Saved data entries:
:::::

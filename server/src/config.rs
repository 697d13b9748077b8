//! Runtime configuration for the card server

use std::time::Duration;

pub const DEFAULT_HOST: &str = "0.0.0.0";
pub const DEFAULT_PORT: u16 = 10000;

/// Tunables for the listener, the registries and the timeout sweeper
#[derive(Debug, Clone)]
pub struct ServerConfig {
    /// Address the listener binds to, `host:port`
    pub bind_addr: String,
    /// Size of the session table (concurrent players, including those
    /// inside their reconnect grace window)
    pub max_sessions: usize,
    /// Size of the room table
    pub max_rooms: usize,
    /// How often the sweeper pings sessions and checks timeouts
    pub sweep_interval: Duration,
    /// Silence after which a connected session is force-closed
    pub heartbeat_timeout: Duration,
    /// Time a disconnected session keeps its identity and seat
    pub reconnect_timeout: Duration,
    /// Shuffle the deck before dealing instead of dealing in build order
    pub shuffle_deck: bool,
}

impl Default for ServerConfig {
    fn default() -> Self {
        Self {
            bind_addr: format!("{}:{}", DEFAULT_HOST, DEFAULT_PORT),
            max_sessions: 10,
            max_rooms: 7,
            sweep_interval: Duration::from_secs(5),
            heartbeat_timeout: Duration::from_secs(10),
            reconnect_timeout: Duration::from_secs(120),
            shuffle_deck: false,
        }
    }
}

:::::

Aim of the task:
Beginning with the first line and ending with the last, restate the data word for word.

Solution to this task:
filename server/src/config.rs
repository 697d13b9748077b8
//! Runtime configuration for the card server

use std::time::Duration;

pub const DEFAULT_HOST: &str = "0.0.0.0";
pub const DEFAULT_PORT: u16 = 10000;

/// Tunables for the listener, the registries and the timeout sweeper
#[derive(Debug, Clone)]
pub struct ServerConfig {
    /// Address the listener binds to, `host:port`
    pub bind_addr: String,
    /// Size of the session table (concurrent players, including those
    /// inside their reconnect grace window)
    pub max_sessions: usize,
    /// Size of the room table
    pub max_rooms: usize,
    /// How often the sweeper pings sessions and checks timeouts
    pub sweep_interval: Duration,
    /// Silence after which a connected session is force-closed
    pub heartbeat_timeout: Duration,
    /// Time a disconnected session keeps its identity and seat
    pub reconnect_timeout: Duration,
    /// Shuffle the deck before dealing instead of dealing in build order
    pub shuffle_deck: bool,
}

impl Default for ServerConfig {
    fn default() -> Self {
        Self {
            bind_addr: format!("{}:{}", DEFAULT_HOST, DEFAULT_PORT),
            max_sessions: 10,
            max_rooms: 7,
            sweep_interval: Duration::from_secs(5),
            heartbeat_timeout: Duration::from_secs(10),
            reconnect_timeout: Duration::from_secs(120),
            shuffle_deck: false,
        }
    }
}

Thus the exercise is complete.